What to produce —
With both ends included, repeat exactly the lines of the entries below from the one containing "filename src/api/handlers.rs" down to the one containing "- Liveness check", and no others.

Given data —
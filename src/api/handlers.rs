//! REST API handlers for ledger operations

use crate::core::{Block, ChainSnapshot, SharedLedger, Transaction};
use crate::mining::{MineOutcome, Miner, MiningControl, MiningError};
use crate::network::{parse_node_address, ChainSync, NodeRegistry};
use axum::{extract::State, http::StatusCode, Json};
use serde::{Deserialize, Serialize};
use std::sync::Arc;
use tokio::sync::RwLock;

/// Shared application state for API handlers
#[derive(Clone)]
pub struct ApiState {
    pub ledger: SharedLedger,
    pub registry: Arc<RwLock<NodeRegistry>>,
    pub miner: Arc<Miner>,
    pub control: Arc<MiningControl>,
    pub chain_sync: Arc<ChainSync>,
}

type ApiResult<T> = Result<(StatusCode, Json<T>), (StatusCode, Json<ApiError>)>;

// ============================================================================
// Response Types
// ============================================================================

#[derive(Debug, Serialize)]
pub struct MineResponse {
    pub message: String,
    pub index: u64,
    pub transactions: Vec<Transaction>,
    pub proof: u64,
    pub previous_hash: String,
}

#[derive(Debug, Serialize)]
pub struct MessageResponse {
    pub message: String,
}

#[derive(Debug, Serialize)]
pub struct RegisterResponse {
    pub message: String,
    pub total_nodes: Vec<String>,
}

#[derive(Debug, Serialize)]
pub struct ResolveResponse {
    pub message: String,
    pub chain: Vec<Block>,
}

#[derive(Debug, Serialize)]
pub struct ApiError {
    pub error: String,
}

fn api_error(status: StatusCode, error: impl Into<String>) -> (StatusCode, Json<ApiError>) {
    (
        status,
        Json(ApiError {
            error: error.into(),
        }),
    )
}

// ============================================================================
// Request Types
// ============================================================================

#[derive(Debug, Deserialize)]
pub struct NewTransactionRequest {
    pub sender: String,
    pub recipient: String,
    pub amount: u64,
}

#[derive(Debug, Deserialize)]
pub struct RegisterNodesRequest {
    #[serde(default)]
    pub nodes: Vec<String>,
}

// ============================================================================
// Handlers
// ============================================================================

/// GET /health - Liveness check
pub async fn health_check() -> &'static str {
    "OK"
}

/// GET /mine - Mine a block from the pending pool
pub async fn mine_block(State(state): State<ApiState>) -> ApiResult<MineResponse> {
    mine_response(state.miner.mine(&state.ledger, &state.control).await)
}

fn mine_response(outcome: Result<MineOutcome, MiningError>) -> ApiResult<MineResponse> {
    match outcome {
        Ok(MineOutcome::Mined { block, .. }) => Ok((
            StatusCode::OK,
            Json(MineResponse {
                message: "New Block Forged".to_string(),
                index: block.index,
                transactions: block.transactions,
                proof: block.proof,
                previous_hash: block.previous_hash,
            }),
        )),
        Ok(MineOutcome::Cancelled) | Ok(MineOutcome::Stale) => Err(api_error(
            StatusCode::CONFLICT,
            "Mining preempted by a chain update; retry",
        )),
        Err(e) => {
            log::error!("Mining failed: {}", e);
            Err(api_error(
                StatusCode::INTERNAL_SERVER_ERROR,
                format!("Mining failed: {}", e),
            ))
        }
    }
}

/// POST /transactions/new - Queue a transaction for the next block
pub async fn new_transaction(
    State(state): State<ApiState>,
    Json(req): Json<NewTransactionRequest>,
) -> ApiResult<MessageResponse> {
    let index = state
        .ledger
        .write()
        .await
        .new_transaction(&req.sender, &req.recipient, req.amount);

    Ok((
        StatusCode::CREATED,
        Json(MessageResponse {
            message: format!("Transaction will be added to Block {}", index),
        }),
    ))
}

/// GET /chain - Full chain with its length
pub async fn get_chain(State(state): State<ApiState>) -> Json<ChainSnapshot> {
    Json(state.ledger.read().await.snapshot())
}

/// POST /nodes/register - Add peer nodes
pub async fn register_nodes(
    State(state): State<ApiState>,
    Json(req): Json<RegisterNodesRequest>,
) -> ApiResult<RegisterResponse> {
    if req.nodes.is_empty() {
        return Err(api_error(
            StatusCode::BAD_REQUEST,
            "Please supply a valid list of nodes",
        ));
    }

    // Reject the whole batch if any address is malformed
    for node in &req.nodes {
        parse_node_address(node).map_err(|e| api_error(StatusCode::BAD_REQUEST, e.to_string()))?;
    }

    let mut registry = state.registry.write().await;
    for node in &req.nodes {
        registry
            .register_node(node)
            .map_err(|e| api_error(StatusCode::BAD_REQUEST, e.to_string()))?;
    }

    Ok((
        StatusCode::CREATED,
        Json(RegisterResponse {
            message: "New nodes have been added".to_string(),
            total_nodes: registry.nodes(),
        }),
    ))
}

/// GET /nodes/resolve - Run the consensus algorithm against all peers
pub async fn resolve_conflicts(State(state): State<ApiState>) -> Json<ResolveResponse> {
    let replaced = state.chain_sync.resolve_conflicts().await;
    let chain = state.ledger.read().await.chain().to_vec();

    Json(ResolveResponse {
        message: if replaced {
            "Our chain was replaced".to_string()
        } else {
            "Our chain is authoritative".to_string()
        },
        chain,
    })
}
---
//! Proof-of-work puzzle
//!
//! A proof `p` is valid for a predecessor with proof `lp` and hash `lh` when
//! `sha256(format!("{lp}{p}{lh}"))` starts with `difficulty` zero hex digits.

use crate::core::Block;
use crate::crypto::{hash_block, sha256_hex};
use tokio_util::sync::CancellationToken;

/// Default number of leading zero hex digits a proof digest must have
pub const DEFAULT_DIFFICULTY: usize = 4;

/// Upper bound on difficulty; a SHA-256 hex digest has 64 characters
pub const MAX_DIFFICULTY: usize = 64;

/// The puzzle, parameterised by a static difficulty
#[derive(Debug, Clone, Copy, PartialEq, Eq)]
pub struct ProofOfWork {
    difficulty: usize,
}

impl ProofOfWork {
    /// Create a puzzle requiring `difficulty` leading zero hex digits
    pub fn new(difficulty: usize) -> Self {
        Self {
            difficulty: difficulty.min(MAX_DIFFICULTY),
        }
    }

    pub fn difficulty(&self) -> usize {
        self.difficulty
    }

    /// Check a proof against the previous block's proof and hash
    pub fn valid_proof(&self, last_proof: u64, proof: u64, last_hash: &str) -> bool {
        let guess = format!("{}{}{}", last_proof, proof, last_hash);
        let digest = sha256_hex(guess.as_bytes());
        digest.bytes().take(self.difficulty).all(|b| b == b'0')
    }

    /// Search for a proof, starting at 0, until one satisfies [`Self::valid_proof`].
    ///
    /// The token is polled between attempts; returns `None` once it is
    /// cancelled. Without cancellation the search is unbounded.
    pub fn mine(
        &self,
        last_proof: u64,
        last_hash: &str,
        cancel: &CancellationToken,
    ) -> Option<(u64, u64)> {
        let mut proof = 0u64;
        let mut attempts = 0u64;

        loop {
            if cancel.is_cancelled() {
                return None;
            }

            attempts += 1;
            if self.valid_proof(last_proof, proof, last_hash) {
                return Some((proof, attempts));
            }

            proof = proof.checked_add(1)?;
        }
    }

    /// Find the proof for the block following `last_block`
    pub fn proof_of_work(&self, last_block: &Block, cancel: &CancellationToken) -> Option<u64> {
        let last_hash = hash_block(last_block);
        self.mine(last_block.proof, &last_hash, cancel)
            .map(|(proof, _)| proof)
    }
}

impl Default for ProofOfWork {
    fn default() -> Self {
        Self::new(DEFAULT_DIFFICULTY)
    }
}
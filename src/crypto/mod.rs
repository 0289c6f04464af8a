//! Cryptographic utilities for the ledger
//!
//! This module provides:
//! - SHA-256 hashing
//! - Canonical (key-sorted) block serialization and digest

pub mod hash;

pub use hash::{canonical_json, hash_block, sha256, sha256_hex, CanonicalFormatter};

Answer box —
filename src/api/handlers.rs
//! REST API handlers for ledger operations

use crate::core::{Block, ChainSnapshot, SharedLedger, Transaction};
use crate::mining::{MineOutcome, Miner, MiningControl, MiningError};
use crate::network::{parse_node_address, ChainSync, NodeRegistry};
use axum::{extract::State, http::StatusCode, Json};
use serde::{Deserialize, Serialize};
use std::sync::Arc;
use tokio::sync::RwLock;

/// Shared application state for API handlers
#[derive(Clone)]
pub struct ApiState {
    pub ledger: SharedLedger,
    pub registry: Arc<RwLock<NodeRegistry>>,
    pub miner: Arc<Miner>,
    pub control: Arc<MiningControl>,
    pub chain_sync: Arc<ChainSync>,
}

type ApiResult<T> = Result<(StatusCode, Json<T>), (StatusCode, Json<ApiError>)>;

// ============================================================================
// Response Types
// ============================================================================

#[derive(Debug, Serialize)]
pub struct MineResponse {
    pub message: String,
    pub index: u64,
    pub transactions: Vec<Transaction>,
    pub proof: u64,
    pub previous_hash: String,
}

#[derive(Debug, Serialize)]
pub struct MessageResponse {
    pub message: String,
}

#[derive(Debug, Serialize)]
pub struct RegisterResponse {
    pub message: String,
    pub total_nodes: Vec<String>,
}

#[derive(Debug, Serialize)]
pub struct ResolveResponse {
    pub message: String,
    pub chain: Vec<Block>,
}

#[derive(Debug, Serialize)]
pub struct ApiError {
    pub error: String,
}

fn api_error(status: StatusCode, error: impl Into<String>) -> (StatusCode, Json<ApiError>) {
    (
        status,
        Json(ApiError {
            error: error.into(),
        }),
    )
}

// ============================================================================
// Request Types
// ============================================================================

#[derive(Debug, Deserialize)]
pub struct NewTransactionRequest {
    pub sender: String,
    pub recipient: String,
    pub amount: u64,
}

#[derive(Debug, Deserialize)]
pub struct RegisterNodesRequest {
    #[serde(default)]
    pub nodes: Vec<String>,
}

// ============================================================================
// Handlers
// ============================================================================

/// GET /health - Liveness check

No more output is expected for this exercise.